If you visit American city
You will find it very pretty
Just two things which you must beware
Don’t drink the water and don’t breathe the air.

At the time it seemed funny, since usually it was American tourists being told not to drink the water in other countries. Of course it couldn’t happen here. But it turned out that it could. By 2002 Lehrer was saying he couldn’t write satire any more because everything just made him angry, and the things that he once thought were funny had become scary instead. That was more than a decade before the water in Flint, Michigan was found to be undrinkable, causing unimaginable damage to the residents there.

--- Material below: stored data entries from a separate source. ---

//! Core game logic - pure, deterministic, and testable
//!
//! This crate holds the rules of the falling-blocks game and nothing else. It
//! has no dependency on terminals or the clock: time arrives as elapsed
//! milliseconds and input as [`Command`](types::Command) values, which makes
//! every game reproducible from a seed and a command log.
//!
//! # Module Structure
//!
//! - [`shape`]: the seven tetromino matrices and clockwise rotation
//! - [`field`]: the settled-cell grid, collision checks and row removal
//! - [`piece`]: a positioned shape with validated moves
//! - [`rng`]: injectable piece sources (uniform draws, scripted sequences)
//! - [`session`]: the phase machine driving gravity, clears and game over
//! - [`snapshot`]: read-only per-frame view handed to renderers
//!
//! # Rules
//!
//! - Pieces spawn on row 0, horizontally centered.
//! - Gravity moves the active piece one row each time more than 500ms has
//!   accumulated; a piece that cannot fall is placed.
//! - Rotation is clockwise about the matrix origin, with no kicks.
//! - Every full row scores 100 points when detected. The rows stay visible
//!   for 10 ticks before they are removed and the next piece spawns.
//! - The game ends when a promoted piece does not fit at its spawn.
//!
//! # Example
//!
//! ```
//! use falling_blocks_core::Session;
//! use falling_blocks_types::Command;
//!
//! let mut session = Session::new(12345);
//! session.apply_command(Command::MoveRight);
//! session.apply_command(Command::HardDrop);
//! session.tick(16);
//!
//! let snap = session.snapshot();
//! assert_eq!(snap.score, 0);
//! assert!(snap.active.is_some());
//! ```

pub mod config;
pub mod field;
pub mod piece;
pub mod rng;
pub mod scoring;
pub mod session;
pub mod shape;
pub mod snapshot;

pub use falling_blocks_types as types;

pub use config::{ConfigError, GameConfig};
pub use field::Field;
pub use piece::Piece;
pub use rng::{PieceSource, ScriptedSource, SimpleRng, UniformSource};
pub use scoring::line_clear_score;
pub use session::{Phase, Session};
pub use shape::Shape;
pub use snapshot::{ClearingSnapshot, Snapshot};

In college I knew a few people who were talking about “ecology,” as it was called then. At the time, I was annoyed by the fact that they were focused on that, when other issues, such as the antiwar movement, feminism, and civil rights seemed so much more important. How could they be wasting their time with this ecology stuff?

Now, of course, it is all too clear that saving the environment may be the most important issue before us, because if we destroy the Earth, nothing else matters.

Earth Day was created in 1970 by Wisconsin Senator Gaylord Nelson, who wanted to make environmental protection part of the national political agenda. I only know this from researching it online, I have no memory of any Earth Day celebration in Cambridge in 1970. Amazingly, the huge turnout for Earth Day that first year led to the creation of the Environmental Protection Agency. My only political recollections from the spring of 1970 are Nixon’s invasion of Cambodia, the Kent State shootings, and the Harvard campus going out on strike for the second year in a row as a result. I’m glad that other people were paying attention to the environment even though I didn’t think it was important at the time.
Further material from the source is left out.